● **Exercise description**: What is needed is a verbatim copy of all the records.

● **Stored data entries**:

Content starts

use crate::libs::score::SubTable;

/// Result of aligning two sequences; gaps are `-`.
#[derive(Debug, Clone, Default, PartialEq, Eq)]
pub struct PairAlignment {
    pub score: i32,
    pub aligned_a: String,
    pub aligned_b: String,
}

impl PairAlignment {
    /// Fraction of alignment columns holding the same residue in both rows.
    pub fn identity(&self) -> f64 {
        let len = self.aligned_a.len();
        if len == 0 {
            return 0.0;
        }
        let same = self
            .aligned_a
            .bytes()
            .zip(self.aligned_b.bytes())
            .filter(|&(x, y)| x == y && x != b'-')
            .count();
        same as f64 / len as f64
    }
}

pub trait PairAligner: Sync {
    fn align(&self, a: &[u8], b: &[u8], table: &SubTable) -> PairAlignment;
}

/// Needleman-Wunsch with a linear gap penalty.
#[derive(Debug, Clone, Copy)]
pub struct GlobalAligner {
    /// Score added per gap column, normally negative
    pub gap: i32,
}

impl Default for GlobalAligner {
    fn default() -> Self {
        Self { gap: -4 }
    }
}

impl GlobalAligner {
    pub fn new(gap: i32) -> Self {
        Self { gap }
    }
}

#[derive(Clone, Copy, PartialEq)]
enum Step {
    Diag,
    Up,
    Left,
}

impl PairAligner for GlobalAligner {
    fn align(&self, a: &[u8], b: &[u8], table: &SubTable) -> PairAlignment {
        let (n, m) = (a.len(), b.len());
        let width = m + 1;

        // score[i][j]: best score of a[..i] against b[..j]
        let mut score = vec![0i32; (n + 1) * width];
        let mut trace = vec![Step::Diag; (n + 1) * width];

        for i in 1..=n {
            score[i * width] = self.gap * i as i32;
            trace[i * width] = Step::Up;
        }
        for j in 1..=m {
            score[j] = self.gap * j as i32;
            trace[j] = Step::Left;
        }

        for i in 1..=n {
            for j in 1..=m {
                let diag = score[(i - 1) * width + j - 1] + table.get_score(a[i - 1], b[j - 1]);
                let up = score[(i - 1) * width + j] + self.gap;
                let left = score[i * width + j - 1] + self.gap;

                let (best, step) = if diag >= up && diag >= left {
                    (diag, Step::Diag)
                } else if up >= left {
                    (up, Step::Up)
                } else {
                    (left, Step::Left)
                };
                score[i * width + j] = best;
                trace[i * width + j] = step;
            }
        }

        let mut aligned_a = Vec::with_capacity(n + m);
        let mut aligned_b = Vec::with_capacity(n + m);
        let (mut i, mut j) = (n, m);
        while i > 0 || j > 0 {
            match trace[i * width + j] {
                Step::Diag => {
                    aligned_a.push(a[i - 1]);
                    aligned_b.push(b[j - 1]);
                    i -= 1;
                    j -= 1;
                }
                Step::Up => {
                    aligned_a.push(a[i - 1]);
                    aligned_b.push(b'-');
                    i -= 1;
                }
                Step::Left => {
                    aligned_a.push(b'-');
                    aligned_b.push(b[j - 1]);
                    j -= 1;
                }
            }
        }
        aligned_a.reverse();
        aligned_b.reverse();

        PairAlignment {
            score: score[n * width + m],
            aligned_a: String::from_utf8_lossy(&aligned_a).into_owned(),
            aligned_b: String::from_utf8_lossy(&aligned_b).into_owned(),
        }
    }
}

#[cfg(test)]
mod tests {
    use super::*;

    #[test]
    fn test_align_identical() {
        let table = SubTable::build();
        let aln = GlobalAligner::default().align(b"MKV", b"MKV", &table);
        // M 5, K 5, V 4
        assert_eq!(aln.score, 14);
        assert_eq!(aln.aligned_a, "MKV");
        assert_eq!(aln.aligned_b, "MKV");
        assert_eq!(aln.identity(), 1.0);
    }

    #[test]
    fn test_align_with_gap() {
        let table = SubTable::build();
        let aln = GlobalAligner::new(-4).align(b"MKWV", b"MKV", &table);
        assert_eq!(aln.aligned_a, "MKWV");
        assert_eq!(aln.aligned_b, "MK-V");
        assert_eq!(aln.score, 5 + 5 - 4 + 4);
        assert_eq!(aln.identity(), 0.75);
    }

    #[test]
    fn test_align_empty() {
        let table = SubTable::build();
        let aln = GlobalAligner::default().align(b"", b"AC", &table);
        assert_eq!(aln.aligned_a, "--");
        assert_eq!(aln.aligned_b, "AC");
        assert_eq!(aln.score, -8);
        assert_eq!(aln.identity(), 0.0);

        let aln = GlobalAligner::default().align(b"", b"", &table);
        assert_eq!(aln, PairAlignment::default());
    }

    #[test]
    fn test_align_symmetric_score() {
        let table = SubTable::build();
        let aligner = GlobalAligner::default();
        let ab = aligner.align(b"HEAGAWGHEE", b"PAWHEAE", &table);
        let ba = aligner.align(b"PAWHEAE", b"HEAGAWGHEE", &table);
        assert_eq!(ab.score, ba.score);
        assert_eq!(ab.aligned_a.len(), ab.aligned_b.len());
        assert_eq!(ab.aligned_a.replace('-', ""), "HEAGAWGHEE");
        assert_eq!(ab.aligned_b.replace('-', ""), "PAWHEAE");
    }
}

Content ends

● **Written response**:
use crate::libs::score::SubTable;

/// Result of aligning two sequences; gaps are `-`.
#[derive(Debug, Clone, Default, PartialEq, Eq)]
pub struct PairAlignment {
    pub score: i32,
    pub aligned_a: String,
    pub aligned_b: String,
}

impl PairAlignment {
    /// Fraction of alignment columns holding the same residue in both rows.
    pub fn identity(&self) -> f64 {
        let len = self.aligned_a.len();
        if len == 0 {
            return 0.0;
        }
        let same = self
            .aligned_a
            .bytes()
            .zip(self.aligned_b.bytes())
            .filter(|&(x, y)| x == y && x != b'-')
            .count();
        same as f64 / len as f64
    }
}

pub trait PairAligner: Sync {
    fn align(&self, a: &[u8], b: &[u8], table: &SubTable) -> PairAlignment;
}

/// Needleman-Wunsch with a linear gap penalty.
#[derive(Debug, Clone, Copy)]
pub struct GlobalAligner {
    /// Score added per gap column, normally negative
    pub gap: i32,
}

impl Default for GlobalAligner {
    fn default() -> Self {
        Self { gap: -4 }
    }
}

impl GlobalAligner {
    pub fn new(gap: i32) -> Self {
        Self { gap }
    }
}

#[derive(Clone, Copy, PartialEq)]
enum Step {
    Diag,
    Up,
    Left,
}

impl PairAligner for GlobalAligner {
    fn align(&self, a: &[u8], b: &[u8], table: &SubTable) -> PairAlignment {
        let (n, m) = (a.len(), b.len());
        let width = m + 1;

        // score[i][j]: best score of a[..i] against b[..j]
        let mut score = vec![0i32; (n + 1) * width];
        let mut trace = vec![Step::Diag; (n + 1) * width];

        for i in 1..=n {
            score[i * width] = self.gap * i as i32;
            trace[i * width] = Step::Up;
        }
        for j in 1..=m {
            score[j] = self.gap * j as i32;
            trace[j] = Step::Left;
        }

        for i in 1..=n {
            for j in 1..=m {
                let diag = score[(i - 1) * width + j - 1] + table.get_score(a[i - 1], b[j - 1]);
                let up = score[(i - 1) * width + j] + self.gap;
                let left = score[i * width + j - 1] + self.gap;

                let (best, step) = if diag >= up && diag >= left {
                    (diag, Step::Diag)
                } else if up >= left {
                    (up, Step::Up)
                } else {
                    (left, Step::Left)
                };
                score[i * width + j] = best;
                trace[i * width + j] = step;
            }
        }

        let mut aligned_a = Vec::with_capacity(n + m);
        let mut aligned_b = Vec::with_capacity(n + m);
        let (mut i, mut j) = (n, m);
        while i > 0 || j > 0 {
            match trace[i * width + j] {
                Step::Diag => {
                    aligned_a.push(a[i - 1]);
                    aligned_b.push(b[j - 1]);
                    i -= 1;
                    j -= 1;
                }
                Step::Up => {
                    aligned_a.push(a[i - 1]);
                    aligned_b.push(b'-');
                    i -= 1;
                }
                Step::Left => {
                    aligned_a.push(b'-');
                    aligned_b.push(b[j - 1]);
                    j -= 1;
                }
            }
        }
        aligned_a.reverse();
        aligned_b.reverse();

        PairAlignment {
            score: score[n * width + m],
            aligned_a: String::from_utf8_lossy(&aligned_a).into_owned(),
            aligned_b: String::from_utf8_lossy(&aligned_b).into_owned(),
        }
    }
}

#[cfg(test)]
mod tests {
    use super::*;

    #[test]
    fn test_align_identical() {
        let table = SubTable::build();
        let aln = GlobalAligner::default().align(b"MKV", b"MKV", &table);
        // M 5, K 5, V 4
        assert_eq!(aln.score, 14);
        assert_eq!(aln.aligned_a, "MKV");
        assert_eq!(aln.aligned_b, "MKV");
        assert_eq!(aln.identity(), 1.0);
    }

    #[test]
    fn test_align_with_gap() {
        let table = SubTable::build();
        let aln = GlobalAligner::new(-4).align(b"MKWV", b"MKV", &table);
        assert_eq!(aln.aligned_a, "MKWV");
        assert_eq!(aln.aligned_b, "MK-V");
        assert_eq!(aln.score, 5 + 5 - 4 + 4);
        assert_eq!(aln.identity(), 0.75);
    }

    #[test]
    fn test_align_empty() {
        let table = SubTable::build();
        let aln = GlobalAligner::default().align(b"", b"AC", &table);
        assert_eq!(aln.aligned_a, "--");
        assert_eq!(aln.aligned_b, "AC");
        assert_eq!(aln.score, -8);
        assert_eq!(aln.identity(), 0.0);

        let aln = GlobalAligner::default().align(b"", b"", &table);
        assert_eq!(aln, PairAlignment::default());
    }

    #[test]
    fn test_align_symmetric_score() {
        let table = SubTable::build();
        let aligner = GlobalAligner::default();
        let ab = aligner.align(b"HEAGAWGHEE", b"PAWHEAE", &table);
        let ba = aligner.align(b"PAWHEAE", b"HEAGAWGHEE", &table);
        assert_eq!(ab.score, ba.score);
        assert_eq!(ab.aligned_a.len(), ab.aligned_b.len());
        assert_eq!(ab.aligned_a.replace('-', ""), "HEAGAWGHEE");
        assert_eq!(ab.aligned_b.replace('-', ""), "PAWHEAE");
    }
}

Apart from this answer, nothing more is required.